Description of the task » Reproduce the lines below exactly, starting at the one containing "Deployment is available" and stopping at the final line.

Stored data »
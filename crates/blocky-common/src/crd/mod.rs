//! Custom Resource Definitions for the Blocky controller

mod blocky;
mod types;

pub use blocky::{Blocky, BlockySpec, BlockyStatus, MAX_SIZE, MIN_SIZE};
pub use types::{Condition, ConditionStatus, ObjectKey};

/// Condition type reporting whether the managed Deployment is available
pub const CONDITION_AVAILABLE: &str = "Available";

/// Well-known condition reasons written by the controller
pub mod reasons {
    /// Deployment is being created for the first time
    pub const CREATING: &str = "Creating";
    /// Deployment has been created or updated to match the spec
    pub const RECONCILING: &str = "Reconciling";
    /// Spec is outside the accepted domain
    pub const VALIDATION_FAILED: &str = "ValidationFailed";
    /// The API server rejected the Deployment write
    pub const RECONCILE_FAILED: &str = "ReconcileFailed";
}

Completed task »
/// Condition type reporting whether the managed Deployment is available
pub const CONDITION_AVAILABLE: &str = "Available";

/// Well-known condition reasons written by the controller
pub mod reasons {
    /// Deployment is being created for the first time
    pub const CREATING: &str = "Creating";
    /// Deployment has been created or updated to match the spec
    pub const RECONCILING: &str = "Reconciling";
    /// Spec is outside the accepted domain
    pub const VALIDATION_FAILED: &str = "ValidationFailed";
    /// The API server rejected the Deployment write
    pub const RECONCILE_FAILED: &str = "ReconcileFailed";
}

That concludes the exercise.